It could be described that Licorice Pizza’s rise and fall in the Oscar race was as brief and fleeting as a Winnnipeg summer. It emerged as an early critical darling powered by the presence of Paul Thomas Anderson. Back when Belfast occupied frontrunner status some pundits thought the release of this much anticipated coming of age romantic comedy could give the Oscars an actual race, especially given the 1970’s Hollywood setting and the pedigree of the Dirctor. That was before the Power of the Dog started sweeping awards season and long before Coda had its timely, last minute surge.

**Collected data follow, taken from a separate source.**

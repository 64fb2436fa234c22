//! Scripted stand-ins for ffprobe/ffmpeg and the terminal.

#![allow(dead_code)]

use std::cell::{Cell, RefCell};
use std::collections::{HashSet, VecDeque};
use std::io::{self, Write};
use std::path::PathBuf;

use dvdoll::{CommandRunner, Console, ContinueKey, DvdollError};

/// One title as the scripted ffprobe reports it.
#[derive(Debug, Clone)]
pub struct ScriptedTitle {
    pub duration: String,
    pub chapters: usize,
    pub audio_codec: String,
}

impl ScriptedTitle {
    pub fn new(duration: &str, chapters: usize, audio_codec: &str) -> Self {
        Self {
            duration: duration.to_string(),
            chapters,
            audio_codec: audio_codec.to_string(),
        }
    }
}

/// A recorded subprocess call.
#[derive(Debug, Clone, PartialEq, Eq)]
pub struct Invocation {
    pub program: String,
    pub args: Vec<String>,
    pub attached: bool,
}

/// Answers ffprobe queries from a list of titles and records every call.
///
/// Titles past the end of the list fail like ffprobe does for a title the
/// disc does not have.
#[derive(Default)]
pub struct ScriptedRunner {
    pub titles: Vec<ScriptedTitle>,
    pub missing_programs: HashSet<String>,
    pub failing_chapter_probes: HashSet<u32>,
    pub fail_remux: bool,
    pub invocations: RefCell<Vec<Invocation>>,
}

impl ScriptedRunner {
    pub fn with_titles(titles: Vec<ScriptedTitle>) -> Self {
        Self {
            titles,
            ..Self::default()
        }
    }

    /// Arguments of every attached (ffmpeg) run.
    pub fn remux_calls(&self) -> Vec<Vec<String>> {
        self.invocations
            .borrow()
            .iter()
            .filter(|invocation| invocation.attached)
            .map(|invocation| invocation.args.clone())
            .collect()
    }

    /// Title numbers passed to ffprobe, in call order.
    pub fn probed_titles(&self) -> Vec<u32> {
        self.invocations
            .borrow()
            .iter()
            .filter(|invocation| !invocation.attached)
            .filter_map(|invocation| title_argument(&invocation.args))
            .collect()
    }

    fn failure(program: &str, message: &str) -> DvdollError {
        DvdollError::Spawn {
            program: program.to_string(),
            source: io::Error::other(message.to_string()),
        }
    }
}

fn title_argument(args: &[String]) -> Option<u32> {
    let position = args.iter().position(|arg| arg == "-title")?;
    args.get(position + 1)?.parse().ok()
}

impl CommandRunner for ScriptedRunner {
    fn locate(&self, program: &str) -> Result<PathBuf, DvdollError> {
        if self.missing_programs.contains(program) {
            return Err(DvdollError::ToolNotFound(program.to_string()));
        }
        Ok(PathBuf::from("/usr/bin").join(program))
    }

    fn capture(&self, program: &str, args: &[String]) -> Result<String, DvdollError> {
        self.invocations.borrow_mut().push(Invocation {
            program: program.to_string(),
            args: args.to_vec(),
            attached: false,
        });

        let number = title_argument(args).ok_or_else(|| Self::failure(program, "no -title"))?;
        let title = number
            .checked_sub(1)
            .and_then(|index| self.titles.get(index as usize))
            .ok_or_else(|| Self::failure(program, "title not found"))?;

        if args.iter().any(|arg| arg == "format=duration") {
            Ok(format!("{}\n", title.duration))
        } else if args.iter().any(|arg| arg == "chapter=index") {
            if self.failing_chapter_probes.contains(&number) {
                return Err(Self::failure(program, "chapter probe failed"));
            }
            Ok((0..title.chapters).map(|index| format!("{index}\n")).collect())
        } else if args.iter().any(|arg| arg == "stream=codec_name") {
            Ok(format!("{}\n", title.audio_codec))
        } else {
            Err(Self::failure(program, "unexpected query"))
        }
    }

    fn run(&self, program: &str, args: &[String]) -> Result<(), DvdollError> {
        self.invocations.borrow_mut().push(Invocation {
            program: program.to_string(),
            args: args.to_vec(),
            attached: true,
        });
        if self.fail_remux {
            return Err(Self::failure(program, "remux failed"));
        }
        Ok(())
    }
}

/// Feeds prepared answers and captures everything written.
#[derive(Default)]
pub struct ScriptedConsole {
    pub lines: VecDeque<String>,
    pub keys: VecDeque<ContinueKey>,
    pub output: Vec<u8>,
    pub clears: Cell<usize>,
}

impl ScriptedConsole {
    pub fn answering(lines: &[&str]) -> Self {
        Self {
            lines: lines.iter().map(|line| line.to_string()).collect(),
            ..Self::default()
        }
    }

    pub fn with_keys(mut self, keys: &[ContinueKey]) -> Self {
        self.keys = keys.iter().copied().collect();
        self
    }

    pub fn transcript(&self) -> String {
        String::from_utf8_lossy(&self.output).into_owned()
    }
}

impl Write for ScriptedConsole {
    fn write(&mut self, buf: &[u8]) -> io::Result<usize> {
        self.output.write(buf)
    }

    fn flush(&mut self) -> io::Result<()> {
        Ok(())
    }
}

impl Console for ScriptedConsole {
    fn read_line(&mut self) -> io::Result<Option<String>> {
        Ok(self.lines.pop_front())
    }

    fn read_continue_key(&mut self) -> io::Result<ContinueKey> {
        Ok(self.keys.pop_front().unwrap_or(ContinueKey::Stop))
    }

    fn clear_screen(&mut self) -> io::Result<()> {
        self.clears.set(self.clears.get() + 1);
        Ok(())
    }
}

/// Build an owned argument vector from string literals.
pub fn args(values: &[&str]) -> Vec<String> {
    values.iter().map(|value| value.to_string()).collect()
}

Licorice Pizza did face some controversy, which might have played into its rapid fall in favor. This includes the age gap that exists between the two main characters (the “older than he is” guy is turning 16, and the younger than she is woman is 25). Not everyone appreciated this dynamic, although for me the way PTA uses this age difference is very intentional, writing the story around these polarizing aged perspectives. Much more publicized was what some see as a misplaced “asian”related joke. Again, I would argue that the joke has been misconstrued when seen in context of the script- it is designed to elicit a degree of awkwardness while accenting the sheer absurdity of it “in its time”.
Controversies aside I did fall for this story and their relationship, which shines in its charming nature and challenging insights. There is an innocence here that feels welcom and compelling in the midst of reigning cynicsm. It meanders with the characters’ back and forth pursuit of life and each other, and it is packed full of the kind of subtle nuances and narrative touches that make this ripe for rewatches. In many ways this is a world building exercise that uses the unsettled space of the complicated character dyamics to draw rich insights into the human condition.
The Oscar Story:
If Best Picture is highly unlikely the films nominations for Original Screenplay and Directing are more compelling to consider. If, and this is a big if given she is all but a sure lock in the category, The Power of the Dog fell enough out of favor in the weeks leading up to voting there is good reason to think that PTA could slide into that spot as the number 2. I wouldn’t count out Kenneth Branagh entirely in the same scenario either as there is still love for his passion project (Belfast) and there is a chance some will see this as his time. Who knows if he makes something like Belfast again. But PTA I think is a name you can’t overlook in the Directing category, and the remnants of that general anticipation for Licorice Pizza could kick in to elevate him in a category that also features Steven Spielberg (West Side Story) and Ryusuke Hamaguch (Drive My Car)
Original Screenplay is probably the category he stands a better chance at winning. It seems like this is where Branagh will get his due, but there is a good case one could make for PTA edging this one out. There are some that have thrown out The Worst Person in the World as possibly getting a passion vote, but I think while that passionate support is there the film remains firmly in the 4th or 5th spot. I would place Zach Baylin (King Richard) ahead given its Best Picture nomination and expected win for Will Smith, maybe even ahead of PTA. But PTA has a lot of support, the film does celebrate hollywood, and anticipation for the film is still somewhat there in the collective consciousness.